Action item: Consider the material that follows. How many of its lines contain "Decimal"? Reply with the number alone.
[[ Records shown, beginning ]]
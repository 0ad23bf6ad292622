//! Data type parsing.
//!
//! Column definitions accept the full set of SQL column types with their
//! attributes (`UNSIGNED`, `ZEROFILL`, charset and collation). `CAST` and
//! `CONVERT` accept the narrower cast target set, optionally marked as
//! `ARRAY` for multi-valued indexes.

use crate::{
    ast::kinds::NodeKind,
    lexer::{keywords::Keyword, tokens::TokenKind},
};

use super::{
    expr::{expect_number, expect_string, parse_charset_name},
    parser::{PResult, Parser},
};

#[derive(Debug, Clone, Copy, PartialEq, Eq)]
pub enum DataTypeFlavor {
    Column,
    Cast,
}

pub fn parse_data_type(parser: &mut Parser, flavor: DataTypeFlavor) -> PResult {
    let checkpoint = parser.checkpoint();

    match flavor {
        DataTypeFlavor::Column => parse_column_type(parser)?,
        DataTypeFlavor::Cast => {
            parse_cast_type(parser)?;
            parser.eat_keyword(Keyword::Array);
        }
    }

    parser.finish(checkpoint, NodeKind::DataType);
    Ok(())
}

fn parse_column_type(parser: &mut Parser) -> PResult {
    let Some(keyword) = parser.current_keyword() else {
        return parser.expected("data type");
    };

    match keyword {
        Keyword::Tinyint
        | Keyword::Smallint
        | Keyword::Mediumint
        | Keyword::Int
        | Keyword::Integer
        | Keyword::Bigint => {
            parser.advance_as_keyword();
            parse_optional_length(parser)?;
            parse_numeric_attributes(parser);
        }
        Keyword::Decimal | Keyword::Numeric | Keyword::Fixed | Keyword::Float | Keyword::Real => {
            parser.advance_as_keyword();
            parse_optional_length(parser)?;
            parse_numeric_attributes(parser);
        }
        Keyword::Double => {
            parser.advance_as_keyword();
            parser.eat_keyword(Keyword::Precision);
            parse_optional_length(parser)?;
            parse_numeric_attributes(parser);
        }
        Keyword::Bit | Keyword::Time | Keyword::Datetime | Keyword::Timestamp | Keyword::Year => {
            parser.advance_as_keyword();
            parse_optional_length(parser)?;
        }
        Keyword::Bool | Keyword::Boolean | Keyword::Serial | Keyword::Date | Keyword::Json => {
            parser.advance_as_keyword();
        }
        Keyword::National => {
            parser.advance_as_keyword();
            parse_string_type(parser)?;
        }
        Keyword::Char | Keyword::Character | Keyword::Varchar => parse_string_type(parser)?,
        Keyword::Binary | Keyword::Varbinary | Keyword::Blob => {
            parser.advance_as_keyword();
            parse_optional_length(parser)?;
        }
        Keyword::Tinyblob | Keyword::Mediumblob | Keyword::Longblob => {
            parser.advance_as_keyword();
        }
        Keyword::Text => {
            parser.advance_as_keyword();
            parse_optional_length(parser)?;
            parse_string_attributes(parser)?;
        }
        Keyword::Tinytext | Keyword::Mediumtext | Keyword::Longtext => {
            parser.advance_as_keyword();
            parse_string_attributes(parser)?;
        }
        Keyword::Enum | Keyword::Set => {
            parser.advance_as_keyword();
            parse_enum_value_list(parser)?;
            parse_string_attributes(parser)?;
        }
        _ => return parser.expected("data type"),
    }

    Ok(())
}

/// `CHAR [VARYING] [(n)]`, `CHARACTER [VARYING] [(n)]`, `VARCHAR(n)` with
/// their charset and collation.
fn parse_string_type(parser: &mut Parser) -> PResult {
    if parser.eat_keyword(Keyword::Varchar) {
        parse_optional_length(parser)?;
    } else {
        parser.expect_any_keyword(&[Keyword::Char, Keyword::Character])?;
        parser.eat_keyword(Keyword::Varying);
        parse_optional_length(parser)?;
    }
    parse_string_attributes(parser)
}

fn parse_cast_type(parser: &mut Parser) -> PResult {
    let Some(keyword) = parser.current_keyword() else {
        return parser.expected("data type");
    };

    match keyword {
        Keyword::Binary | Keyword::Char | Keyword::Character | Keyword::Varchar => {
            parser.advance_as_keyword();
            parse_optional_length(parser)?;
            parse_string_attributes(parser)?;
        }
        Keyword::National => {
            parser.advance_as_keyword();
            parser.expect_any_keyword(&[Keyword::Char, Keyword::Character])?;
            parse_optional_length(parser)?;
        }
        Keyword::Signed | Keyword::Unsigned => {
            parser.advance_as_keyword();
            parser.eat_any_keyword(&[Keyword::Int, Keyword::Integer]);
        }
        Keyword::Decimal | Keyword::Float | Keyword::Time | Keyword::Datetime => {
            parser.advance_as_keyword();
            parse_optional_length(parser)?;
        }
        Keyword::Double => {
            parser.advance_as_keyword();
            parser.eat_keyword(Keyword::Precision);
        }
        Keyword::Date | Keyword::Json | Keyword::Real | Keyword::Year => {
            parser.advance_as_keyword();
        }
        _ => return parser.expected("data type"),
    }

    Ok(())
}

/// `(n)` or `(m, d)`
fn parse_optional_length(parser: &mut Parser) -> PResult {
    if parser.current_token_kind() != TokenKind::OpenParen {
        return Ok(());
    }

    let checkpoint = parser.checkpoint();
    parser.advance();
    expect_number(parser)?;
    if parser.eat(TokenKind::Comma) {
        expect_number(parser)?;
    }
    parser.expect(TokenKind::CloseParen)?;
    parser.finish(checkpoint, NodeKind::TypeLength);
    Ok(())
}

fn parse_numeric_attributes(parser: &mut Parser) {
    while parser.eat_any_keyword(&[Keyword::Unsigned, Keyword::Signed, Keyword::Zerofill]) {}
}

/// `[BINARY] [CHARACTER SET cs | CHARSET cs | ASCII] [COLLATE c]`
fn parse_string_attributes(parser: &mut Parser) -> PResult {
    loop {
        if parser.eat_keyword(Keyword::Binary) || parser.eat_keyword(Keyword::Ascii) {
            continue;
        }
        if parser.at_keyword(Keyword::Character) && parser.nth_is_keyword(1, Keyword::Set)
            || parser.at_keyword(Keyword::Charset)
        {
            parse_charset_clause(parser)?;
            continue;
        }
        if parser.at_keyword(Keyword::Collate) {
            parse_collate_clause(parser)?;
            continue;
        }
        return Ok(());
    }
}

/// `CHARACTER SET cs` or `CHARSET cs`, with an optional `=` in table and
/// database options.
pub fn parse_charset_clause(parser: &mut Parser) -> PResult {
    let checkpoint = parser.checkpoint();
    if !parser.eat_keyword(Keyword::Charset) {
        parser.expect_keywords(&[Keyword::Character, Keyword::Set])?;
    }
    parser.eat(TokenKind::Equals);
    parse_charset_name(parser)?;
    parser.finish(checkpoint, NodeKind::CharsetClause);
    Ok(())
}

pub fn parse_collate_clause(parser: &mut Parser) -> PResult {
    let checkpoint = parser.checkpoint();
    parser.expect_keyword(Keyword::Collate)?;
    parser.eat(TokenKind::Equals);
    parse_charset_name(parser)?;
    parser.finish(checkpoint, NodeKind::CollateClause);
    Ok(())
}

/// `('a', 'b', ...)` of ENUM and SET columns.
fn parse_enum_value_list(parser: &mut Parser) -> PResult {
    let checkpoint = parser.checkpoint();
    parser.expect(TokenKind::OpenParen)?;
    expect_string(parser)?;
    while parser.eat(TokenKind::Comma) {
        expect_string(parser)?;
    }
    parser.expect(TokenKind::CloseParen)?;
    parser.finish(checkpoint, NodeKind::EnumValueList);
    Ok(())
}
[[ Records shown, end ]]
Response to the task: 2